EXERCISE GOAL. Search the entries below for the string "environment" and copy the lines that hold it.

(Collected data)
-------------------------
//! Pipeline configuration.
//!
//! Defaults suit a single-node deployment. Override through environment
//! variables ([`PipelineConfig::from_env`]) or a YAML document
//! ([`PipelineConfig::from_yaml_str`]); both paths end in
//! [`PipelineConfig::validate`].

use std::time::Duration;

use fiscal_state::RetryPolicy;
use serde::{Deserialize, Serialize};

/// Longest accepted staleness threshold (7 days).
pub const MAX_STALE_AFTER_SECS: u64 = 7 * 24 * 3600;

/// Tunables of the job engine.
#[derive(Debug, Clone, PartialEq, Eq, Serialize, Deserialize)]
#[serde(default, deny_unknown_fields)]
pub struct PipelineConfig {
    /// Attempts per job, including the first.
    pub max_attempts: u32,
    /// A RUNNING job older than this is failed by the sweeper.
    pub stale_after_secs: u64,
    /// Backoff after the first failed attempt.
    pub retry_base_delay_ms: u64,
    /// Backoff ceiling.
    pub retry_max_delay_ms: u64,
    /// Concurrent workers.
    pub worker_count: usize,
    /// Idle wait between empty claims.
    pub poll_interval_ms: u64,
    /// Period of the sweeper pass.
    pub sweep_interval_secs: u64,
}

impl Default for PipelineConfig {
    fn default() -> Self {
        Self {
            max_attempts: 3,
            stale_after_secs: 900,
            retry_base_delay_ms: 5_000,
            retry_max_delay_ms: 600_000,
            worker_count: 4,
            poll_interval_ms: 1_000,
            sweep_interval_secs: 60,
        }
    }
}

impl PipelineConfig {
    /// Load configuration from environment variables.
    ///
    /// Variables (all optional, defaults in parentheses):
    /// - `FISCAL_MAX_ATTEMPTS` (3)
    /// - `FISCAL_STALE_AFTER_SECS` (900)
    /// - `FISCAL_RETRY_BASE_MS` (5000)
    /// - `FISCAL_RETRY_MAX_MS` (600000)
    /// - `FISCAL_WORKER_COUNT` (4)
    /// - `FISCAL_POLL_INTERVAL_MS` (1000)
    /// - `FISCAL_SWEEP_INTERVAL_SECS` (60)
    pub fn from_env() -> Result<Self, ConfigError> {
        Self::from_lookup(|var| std::env::var(var).ok())
    }

    /// Same as [`from_env`](Self::from_env) over an arbitrary lookup.
    pub fn from_lookup(lookup: impl Fn(&str) -> Option<String>) -> Result<Self, ConfigError> {
        let defaults = Self::default();
        let config = Self {
            max_attempts: env_parse(&lookup, "FISCAL_MAX_ATTEMPTS", defaults.max_attempts)?,
            stale_after_secs: env_parse(&lookup, "FISCAL_STALE_AFTER_SECS", defaults.stale_after_secs)?,
            retry_base_delay_ms: env_parse(&lookup, "FISCAL_RETRY_BASE_MS", defaults.retry_base_delay_ms)?,
            retry_max_delay_ms: env_parse(&lookup, "FISCAL_RETRY_MAX_MS", defaults.retry_max_delay_ms)?,
            worker_count: env_parse(&lookup, "FISCAL_WORKER_COUNT", defaults.worker_count)?,
            poll_interval_ms: env_parse(&lookup, "FISCAL_POLL_INTERVAL_MS", defaults.poll_interval_ms)?,
            sweep_interval_secs: env_parse(
                &lookup,
                "FISCAL_SWEEP_INTERVAL_SECS",
                defaults.sweep_interval_secs,
            )?,
        };
        config.validate()?;
        Ok(config)
    }

    /// Parse a YAML document. Missing keys take their defaults.
    pub fn from_yaml_str(yaml: &str) -> Result<Self, ConfigError> {
        let config: Self = serde_yaml::from_str(yaml)?;
        config.validate()?;
        Ok(config)
    }

    /// Check the bounds every consumer relies on.
    pub fn validate(&self) -> Result<(), ConfigError> {
        if self.max_attempts == 0 {
            return Err(ConfigError::Invalid("max_attempts must be at least 1".into()));
        }
        if self.worker_count == 0 {
            return Err(ConfigError::Invalid("worker_count must be at least 1".into()));
        }
        if self.stale_after_secs == 0 || self.stale_after_secs > MAX_STALE_AFTER_SECS {
            return Err(ConfigError::Invalid(format!(
                "stale_after_secs must be in 1..={MAX_STALE_AFTER_SECS}, got {}",
                self.stale_after_secs
            )));
        }
        if self.retry_max_delay_ms < self.retry_base_delay_ms {
            return Err(ConfigError::Invalid(
                "retry_max_delay_ms must not be below retry_base_delay_ms".into(),
            ));
        }
        if self.poll_interval_ms == 0 || self.sweep_interval_secs == 0 {
            return Err(ConfigError::Invalid(
                "poll_interval_ms and sweep_interval_secs must be positive".into(),
            ));
        }
        Ok(())
    }

    /// Retry policy for new jobs.
    pub fn retry_policy(&self) -> RetryPolicy {
        RetryPolicy {
            max_attempts: self.max_attempts,
            base_delay: Duration::from_millis(self.retry_base_delay_ms),
            max_delay: Duration::from_millis(self.retry_max_delay_ms),
        }
    }

    /// Sweeper threshold.
    pub fn stale_threshold(&self) -> chrono::Duration {
        let secs = self.stale_after_secs.min(MAX_STALE_AFTER_SECS);
        chrono::Duration::from_std(Duration::from_secs(secs))
            .unwrap_or_else(|_| chrono::Duration::days(7))
    }

    /// Idle wait of a worker.
    pub fn poll_interval(&self) -> Duration {
        Duration::from_millis(self.poll_interval_ms)
    }

    /// Sweeper period.
    pub fn sweep_interval(&self) -> Duration {
        Duration::from_secs(self.sweep_interval_secs)
    }
}

fn env_parse<T: std::str::FromStr>(
    lookup: &impl Fn(&str) -> Option<String>,
    var: &'static str,
    default: T,
) -> Result<T, ConfigError> {
    match lookup(var) {
        None => Ok(default),
        Some(raw) => raw.trim().parse().map_err(|_| ConfigError::InvalidVar { var, value: raw }),
    }
}

/// Configuration errors.
#[derive(Debug, thiserror::Error)]
pub enum ConfigError {
    /// An environment variable does not parse.
    #[error("invalid value for {var}: {value:?}")]
    InvalidVar {
        /// Variable name.
        var: &'static str,
        /// Raw value.
        value: String,
    },

    /// Malformed YAML.
    #[error("invalid YAML configuration: {0}")]
    Yaml(#[from] serde_yaml::Error),

    /// Out-of-range setting.
    #[error("invalid configuration: {0}")]
    Invalid(String),
}

#[cfg(test)]
mod tests {
    use super::*;
    use std::collections::HashMap;

    fn lookup(pairs: &[(&str, &str)]) -> impl Fn(&str) -> Option<String> {
        let map: HashMap<String, String> = pairs
            .iter()
            .map(|(k, v)| (k.to_string(), v.to_string()))
            .collect();
        move |k| map.get(k).cloned()
    }

    #[test]
    fn defaults_are_valid() {
        let cfg = PipelineConfig::default();
        cfg.validate().unwrap();
        assert_eq!(cfg.max_attempts, 3);
        assert_eq!(cfg.stale_threshold(), chrono::Duration::minutes(15));
        assert_eq!(cfg.retry_policy().base_delay, Duration::from_secs(5));
    }

    #[test]
    fn env_overrides() {
        let cfg = PipelineConfig::from_lookup(lookup(&[
            ("FISCAL_MAX_ATTEMPTS", "5"),
            ("FISCAL_WORKER_COUNT", " 8 "),
        ]))
        .unwrap();
        assert_eq!(cfg.max_attempts, 5);
        assert_eq!(cfg.worker_count, 8);
        assert_eq!(cfg.poll_interval_ms, 1_000);
    }

    #[test]
    fn env_garbage_is_an_error() {
        let err = PipelineConfig::from_lookup(lookup(&[("FISCAL_STALE_AFTER_SECS", "soon")]))
            .unwrap_err();
        assert!(matches!(
            err,
            ConfigError::InvalidVar { var: "FISCAL_STALE_AFTER_SECS", .. }
        ));
    }

    #[test]
    fn zero_attempts_rejected() {
        let err = PipelineConfig::from_lookup(lookup(&[("FISCAL_MAX_ATTEMPTS", "0")])).unwrap_err();
        assert!(err.to_string().contains("max_attempts"));
    }

    #[test]
    fn yaml_with_partial_keys() {
        let cfg = PipelineConfig::from_yaml_str("max_attempts: 2\nstale_after_secs: 60\n").unwrap();
        assert_eq!(cfg.max_attempts, 2);
        assert_eq!(cfg.stale_after_secs, 60);
        assert_eq!(cfg.worker_count, 4);
    }

    #[test]
    fn yaml_unknown_key_rejected() {
        assert!(matches!(
            PipelineConfig::from_yaml_str("max_atempts: 2\n"),
            Err(ConfigError::Yaml(_))
        ));
    }

    #[test]
    fn inverted_backoff_bounds_rejected() {
        let cfg = PipelineConfig {
            retry_base_delay_ms: 10_000,
            retry_max_delay_ms: 1_000,
            ..PipelineConfig::default()
        };
        assert!(matches!(cfg.validate(), Err(ConfigError::Invalid(_))));
    }
}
-------------------------
REPLY.
//! Defaults suit a single-node deployment. Override through environment
    /// Load configuration from environment variables.
    /// An environment variable does not parse.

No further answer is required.